I also worked with some folks that, Nick has worked with as part of a postdoc also interested in looking at how users think and users feel, how they're comfortable with research uses of their data across these different kinds of contexts, you know, again, finding for me, it was, And across the studies that I did, informed consent was huge, which is obviously really challenging.
How do you get conformed consent when you're working with a data set of like sometimes tens of millions of people? And so, this is something that, you know, Nick and Casey and Michael and, you know, I know Kyle, a whole lot of people have been thinking about, how can we work with communities, you know, instead of necessarily getting all of that individual consents from into like, you know, people.
You know, can we work with communities and get consent that way? And how can we make, how can we encourage researchers to make their work more visible to people so that people know at various stages what kind of research is happening, you know, how their data might be used. , cause that was one of the things that we'd also found in the surveys that we had done in lieu of informed consent.
you know, just any kind of level of awareness increased people's comfort level with research being conducted. You know, so what are some creative ways that we can think of to do? And so we had recommended some of these things like, and like working with communities, finding ways to share back.
Cause that was also one of the things that we had looked at in that paper. Most people are not sharing their own work back with the Reddit community. It's never getting, it's never getting back there. All of these super valuable insights about Reddit. It's happening through this research and Redditors don't even know.
So that's been, that's been some of my inspirations.
Tillman: Wow. And, you know, it aligns with the ethical framework that IRBs and, you know, human subjects research works under, right? The Belmont Report, which you're, I'm sure, all familiar with, respect for a person's beneficence and justice. So, and you kind of talked about respect for persons, but where have you seen, I have two questions related to this.
Where have you seen the ethical frameworks, these ethical frameworks used in creative ways? Because you're right. You have to be creative about respect for persons. It's going to look different than the individual consent process that. IRBs prescribe, right? for research, where have you seen respect for persons, beneficence, and justice kind of show up in these frameworks that you've built, Kyle, or you've seen built, Nick and Sarah?
Pittman: Yeah, you know, it, it really will look different, I think, in, in each context or case by case. , one of the ways that I, that I see it and teach about as a, as an, as a research method or, or. Framework or paradigm really to, to approach this. , whether we're talking about online communities or, real life communities, is there needs to be the establishment of a relationship, right?
This, this concept we teach about in indigenous studies that you have a relationship to. Anything and everything, in this world is, is really key to many indigenous, paradigms, around, knowledge and research in general. And, you know, the days of the anthropologist, you know, peering behind the bush and looking at the people afar, studying them in their natural habitat, thankfully, are on their way out.

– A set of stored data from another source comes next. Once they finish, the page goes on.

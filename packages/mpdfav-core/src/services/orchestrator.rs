//! Service group orchestration.
//!
//! Responsibilities:
//! - Creating one delivery channel and one draining task per handler
//! - Running each service with its outputs and a gate observer
//! - Closing a service's channels and opening the gate when it exits
//! - Joining every task of the group

use std::sync::Arc;

use tokio_util::task::TaskTracker;

use super::MpdService;
use crate::error::ErrorCode;
use crate::events::{SongStickerHandler, StickerOutputs, StickerReceiver};
use crate::gate::Gate;
use crate::mpd::MpdConnection;

/// Services and handler tasks sharing one connection and one gate.
///
/// A group lives for exactly one daemon-loop iteration: once any service
/// exits, the gate opens, every other service unwinds, and [`join`] returns.
///
/// [`join`]: ServiceGroup::join
pub struct ServiceGroup {
    mpd: Arc<dyn MpdConnection>,
    gate: Gate,
    tasks: TaskTracker,
}

impl ServiceGroup {
    /// Creates an empty group with a closed gate.
    pub fn new(mpd: Arc<dyn MpdConnection>) -> Self {
        Self {
            mpd,
            gate: Gate::new(),
            tasks: TaskTracker::new(),
        }
    }

    /// The group's shutdown gate.
    pub fn gate(&self) -> &Gate {
        &self.gate
    }

    /// Starts a service and one draining task per handler.
    ///
    /// Handler tasks stop when their channel closes, which happens when the
    /// service exits; buffered events are still handled first.
    ///
    /// Must be called from within a Tokio runtime.
    pub fn start_service(
        &self,
        service: Arc<dyn MpdService>,
        handlers: Vec<Arc<dyn SongStickerHandler>>,
    ) {
        let service_name = service.name();
        let (outputs, receivers) = StickerOutputs::channels(handlers.len());

        for (handler, rx) in handlers.into_iter().zip(receivers) {
            self.tasks.spawn(drain(service_name, handler, rx));
        }

        let mpd = Arc::clone(&self.mpd);
        let shutdown = self.gate.observe();
        let exit = ServiceExit {
            service: service_name,
            outputs,
            gate: self.gate.clone(),
        };

        self.tasks.spawn(async move {
            match service.run(mpd, &exit.outputs, shutdown).await {
                Ok(()) => log::info!("[ServiceGroup] {} stopped", service_name),
                Err(e) => log::error!(
                    "[ServiceGroup] {} failed: {} ({})",
                    service_name,
                    e,
                    e.code()
                ),
            }
            // `exit` drops here: channels close, then the gate opens.
        });

        log::info!("[ServiceGroup] Started {} service", service_name);
    }

    /// Waits until every service and handler task of the group has exited.
    pub async fn join(self) {
        self.tasks.close();
        self.tasks.wait().await;
        log::debug!("[ServiceGroup] All tasks joined");
    }
}

/// Applies every event of one channel to one handler until the channel closes.
async fn drain(
    service: &'static str,
    handler: Arc<dyn SongStickerHandler>,
    mut rx: StickerReceiver,
) {
    while let Some(event) = rx.recv().await {
        handler.handle(event).await;
    }
    log::debug!(
        "[ServiceGroup] {} handler {} finished",
        service,
        handler.name()
    );
}

/// Exit path of one service task.
///
/// Runs on drop so that a panicking service still closes its channels and
/// stops its siblings.
struct ServiceExit {
    service: &'static str,
    outputs: StickerOutputs,
    gate: Gate,
}

impl Drop for ServiceExit {
    fn drop(&mut self) {
        std::mem::take(&mut self.outputs).close();
        if self.gate.open() {
            log::info!(
                "[ServiceGroup] {} exited, shutting down remaining services",
                self.service
            );
        }
    }
}
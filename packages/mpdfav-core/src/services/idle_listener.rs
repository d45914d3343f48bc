//! Background idle listener shared by the listener services.
//!
//! Waits for idle notifications on a dedicated subscription and turns each
//! one into the data a dispatch loop needs: pending channel messages for
//! `message`, a fresh status snapshot for `player`.

use std::sync::Arc;

use tokio::sync::mpsc;
use tokio::task::JoinHandle;

use super::{ServiceError, ServiceResult};
use crate::gate::GateObserver;
use crate::mpd::{ChannelMessage, IdleSubscription, MpdConnection, PlayerStatus, Subsystem};
use crate::protocol_constants::IDLE_EVENT_CAPACITY;

/// One item produced by the listener.
#[derive(Debug, Clone, PartialEq)]
pub enum IdleEvent {
    Message(ChannelMessage),
    Status(PlayerStatus),
}

/// Handle to a running idle listener task.
///
/// The task stops when the gate opens, when this handle is dropped or
/// stopped, or when a query fails. Its idle subscription is released with it.
pub struct IdleListener {
    messages: mpsc::Receiver<ChannelMessage>,
    statuses: mpsc::Receiver<PlayerStatus>,
    task: Option<JoinHandle<ServiceResult<()>>>,
}

impl IdleListener {
    /// Starts the idle wait and spawns the listener task.
    pub async fn spawn(
        mpd: Arc<dyn MpdConnection>,
        subsystems: &[Subsystem],
        shutdown: GateObserver,
    ) -> ServiceResult<Self> {
        let idle = mpd.idle(subsystems).await.map_err(ServiceError::Idle)?;

        let (message_tx, messages) = mpsc::channel(IDLE_EVENT_CAPACITY);
        let (status_tx, statuses) = mpsc::channel(IDLE_EVENT_CAPACITY);
        let task = tokio::spawn(listen(mpd, idle, message_tx, status_tx, shutdown));

        Ok(Self {
            messages,
            statuses,
            task: Some(task),
        })
    }

    /// Waits for the next message or status snapshot.
    ///
    /// Once the listener task has stopped, returns the error that stopped it,
    /// or [`ServiceError::IdleClosed`] if it stopped without one. Must not be
    /// called again after returning an error.
    pub async fn next(&mut self) -> ServiceResult<IdleEvent> {
        tokio::select! {
            Some(message) = self.messages.recv() => Ok(IdleEvent::Message(message)),
            Some(status) = self.statuses.recv() => Ok(IdleEvent::Status(status)),
            else => Err(self.failure().await),
        }
    }

    /// Stops the listener and waits for its task to exit.
    pub async fn stop(mut self) {
        self.messages.close();
        self.statuses.close();
        if let Some(task) = self.task.take() {
            if let Err(e) = task.await {
                log::warn!("[IdleListener] Task ended abnormally: {}", e);
            }
        }
    }

    async fn failure(&mut self) -> ServiceError {
        let Some(task) = self.task.take() else {
            return ServiceError::IdleClosed;
        };
        match task.await {
            Ok(Err(e)) => e,
            Ok(Ok(())) => ServiceError::IdleClosed,
            Err(e) => {
                log::error!("[IdleListener] Task ended abnormally: {}", e);
                ServiceError::IdleClosed
            }
        }
    }
}

async fn listen(
    mpd: Arc<dyn MpdConnection>,
    mut idle: IdleSubscription,
    message_tx: mpsc::Sender<ChannelMessage>,
    status_tx: mpsc::Sender<PlayerStatus>,
    shutdown: GateObserver,
) -> ServiceResult<()> {
    loop {
        let subsystem = tokio::select! {
            _ = shutdown.opened() => {
                log::debug!("[IdleListener] Gate opened, stopping");
                return Ok(());
            }
            _ = status_tx.closed() => {
                log::debug!("[IdleListener] Receivers dropped, stopping");
                return Ok(());
            }
            next = idle.next() => next.ok_or(ServiceError::IdleClosed)?,
        };

        match subsystem {
            Subsystem::Message => {
                let messages = mpd.read_messages().await.map_err(ServiceError::ReadMessages)?;
                for message in messages {
                    if message_tx.send(message).await.is_err() {
                        return Ok(());
                    }
                }
            }
            Subsystem::Player => {
                let status = mpd.status().await.map_err(ServiceError::Status)?;
                if status_tx.send(status).await.is_err() {
                    return Ok(());
                }
            }
            other => log::trace!("[IdleListener] Ignoring {} change", other),
        }
    }
}
//! Trait abstractions for MPD operations.
//!
//! These traits enable dependency injection for testability and modularity.
//! Services and handlers depend on traits rather than on `MpdClient`.

use std::sync::Arc;

use async_trait::async_trait;
use tokio::sync::mpsc;

use super::protocol::MpdResult;
use super::types::{ChannelMessage, PlayerStatus, Song, StickerEntry, Subsystem};
use crate::config::MpdSettings;

/// Client-to-client messaging.
///
/// Used by the ratings service to receive submissions.
#[async_trait]
pub trait MpdMessaging: Send + Sync {
    /// Subscribes this client to a channel.
    async fn subscribe(&self, channel: &str) -> MpdResult<()>;

    /// Reads and removes all pending messages on subscribed channels.
    async fn read_messages(&self) -> MpdResult<Vec<ChannelMessage>>;
}

/// Player state queries.
#[async_trait]
pub trait MpdPlayback: Send + Sync {
    /// Queries the player status.
    async fn status(&self) -> MpdResult<PlayerStatus>;

    /// Queries the current song; `None` when nothing is queued or playing.
    async fn current_song(&self) -> MpdResult<Option<Song>>;
}

/// Song sticker storage.
#[async_trait]
pub trait MpdStickers: Send + Sync {
    /// Reads a song sticker; `None` when the sticker is not set.
    async fn sticker_get(&self, file: &str, name: &str) -> MpdResult<Option<String>>;

    /// Sets a song sticker.
    async fn sticker_set(&self, file: &str, name: &str, value: &str) -> MpdResult<()>;

    /// Lists every song in the database carrying the named sticker.
    async fn sticker_find(&self, name: &str) -> MpdResult<Vec<StickerEntry>>;
}

/// Stored playlist editing.
#[async_trait]
pub trait MpdPlaylists: Send + Sync {
    /// Removes every song from a stored playlist.
    ///
    /// Fails with an ACK "no such object" when the playlist does not exist.
    async fn playlist_clear(&self, playlist: &str) -> MpdResult<()>;

    /// Appends a song to a stored playlist, creating it if needed.
    async fn playlist_add(&self, playlist: &str, file: &str) -> MpdResult<()>;
}

/// Idle notifications and connection teardown.
#[async_trait]
pub trait MpdIdle: Send + Sync {
    /// Starts waiting for changes of the given subsystems.
    ///
    /// The returned subscription yields every changed subsystem until it is
    /// dropped or the underlying connection fails.
    async fn idle(&self, subsystems: &[Subsystem]) -> MpdResult<IdleSubscription>;

    /// Closes the connection. Further calls fail.
    async fn close(&self) -> MpdResult<()>;
}

// ─────────────────────────────────────────────────────────────────────────────
// Combined Traits (for trait objects)
// ─────────────────────────────────────────────────────────────────────────────

/// Combined trait for everything a service group needs from its connection.
pub trait MpdConnection: MpdMessaging + MpdPlayback + MpdStickers + MpdPlaylists + MpdIdle {}

/// Blanket implementation for any type implementing all traits.
impl<T: MpdMessaging + MpdPlayback + MpdStickers + MpdPlaylists + MpdIdle> MpdConnection for T {}

/// Opens connections for the daemon loop.
#[async_trait]
pub trait MpdConnector: Send + Sync {
    /// Connects, authenticating when the settings carry a password.
    async fn connect(&self, settings: &MpdSettings) -> MpdResult<Arc<dyn MpdConnection>>;
}

/// Stream of changed subsystems from one idle wait loop.
///
/// Dropping the subscription stops the wait loop behind it.
#[derive(Debug)]
pub struct IdleSubscription {
    rx: mpsc::Receiver<Subsystem>,
}

impl IdleSubscription {
    /// Wraps the receiving end of a subsystem channel.
    pub fn new(rx: mpsc::Receiver<Subsystem>) -> Self {
        Self { rx }
    }

    /// Waits for the next changed subsystem.
    ///
    /// Returns `None` once the wait loop has stopped.
    pub async fn next(&mut self) -> Option<Subsystem> {
        self.rx.recv().await
    }
}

But there are still some who have very much inherited that kind of mentality or perspective. And that includes for online communities as well, where, whether it's with scraping of data, or trying to collect responses without being transparent or publicly noticeable. Some still try to attempt those things.
There is a big emphasis, when you do have a researcher in front of you to encourage them to not just limit their interactions to the community that are based around their research. We've had a number of people who have come by our community to do research and who have actually stayed, and who became part of the community.
They're recognized regular contributors to our community. They comment more than just about the things they're interested in research. And that does function as that form of reciprocity, but it touches more to the point of that, which is having that established relationship where somebody knows who you are, and you've built credibility with the community.
And that is something that happens, not just, on an individual to individual basis. , I might know that person because. I read their formal research request, but that that request will be denied, even if it's totally ethically approved by their I. R. B. It'll be denied if my community says that that's not a trustworthy person.
And so in a similar way, then, you know, Where you, where we see these kinds of frameworks, coming in, I think the best approach, even if it's not the easiest is that person needs to become part of the community. Especially with, with tribal people. If you're not part of the community, they're not going to reveal anything.
You know, the antithesis to what I think a lot of researchers feel, which is, oh, if I'm involved in the community, I'm going to create a bias that will be represented in my research. Right?
Pittman: you know, my response to that is that is a particular cultural framework that you're working from. And it is not 100 percent correct or true or objective, by depriving yourself of that kind of relationship or community connection.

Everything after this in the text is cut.